> [Required work]: Which lines belong in the answer? Exactly those from the line containing "the cross-core pause/resume" through the last line of the records below, repeated as written.

************

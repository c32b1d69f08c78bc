//! Dispatch glue
//!
//! Turns a scheduler decision into at most one context switch on the calling
//! core. Switches the scheduler completed on other cores are carried out by
//! those cores when they resume.

use crate::task::TaskHandle;
use crate::ReadyToRun;
use core_types::{CoreId, TaskId};
use hal::ContextSwitch;

/// Makes `task` runnable and switches to it if it took over this core
pub fn unblock_task<S, C>(sched: &mut S, switch: &mut C, task: TaskHandle) -> bool
where
    S: ReadyToRun + ?Sized,
    C: ContextSwitch,
{
    let core = sched.this_core();
    let from = running_id(sched, core);
    let switched = sched.make_runnable(task);
    finish(sched, switch, core, from, switched)
}

/// Takes `task` out of the queues and switches away if it was running here
pub fn block_task<S, C>(sched: &mut S, switch: &mut C, task: TaskHandle) -> bool
where
    S: ReadyToRun + ?Sized,
    C: ContextSwitch,
{
    let core = sched.this_core();
    let from = running_id(sched, core);
    let switched = sched.remove_runnable(task);
    finish(sched, switch, core, from, switched)
}

/// Drops one preemption lock level and runs whatever was deferred behind it
pub fn release_preemption<S, C>(sched: &mut S, switch: &mut C) -> bool
where
    S: ReadyToRun + ?Sized,
    C: ContextSwitch,
{
    let core = sched.this_core();
    let from = running_id(sched, core);
    let switched = sched.unlock_preemption();
    finish(sched, switch, core, from, switched)
}

fn finish<S, C>(sched: &S, switch: &mut C, core: CoreId, from: TaskId, switched: bool) -> bool
where
    S: ReadyToRun + ?Sized,
    C: ContextSwitch,
{
    if !switched {
        return false;
    }
    let to = running_id(sched, core);
    if to == from {
        return false;
    }
    switch.switch_context(core, from, to);
    true
}

fn running_id<S>(sched: &S, core: CoreId) -> TaskId
where
    S: ReadyToRun + ?Sized,
{
    let handle = sched.running_task(core);
    match sched.task(handle) {
        Some(tcr) => tcr.id(),
        None => unreachable!("running {} has no record", handle),
    }
}
/// Multiprocessor scheduler context
///
/// `P` supplies the calling core's index and the cross-core pause/resume
/// protocol.
pub struct SmpScheduler<P> {
    config: SchedulerConfig,
    platform: P,
    tasks: TaskTable,
    run_queues: Vec<TaskQueue>,
    ready: TaskQueue,
    pending: TaskQueue,
    lock: PreemptionLock,
    audit_log: SchedAuditLog,
}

************

> [The completed task]:
/// `P` supplies the calling core's index and the cross-core pause/resume
/// protocol.
pub struct SmpScheduler<P> {
    config: SchedulerConfig,
    platform: P,
    tasks: TaskTable,
    run_queues: Vec<TaskQueue>,
    ready: TaskQueue,
    pending: TaskQueue,
    lock: PreemptionLock,
    audit_log: SchedAuditLog,
}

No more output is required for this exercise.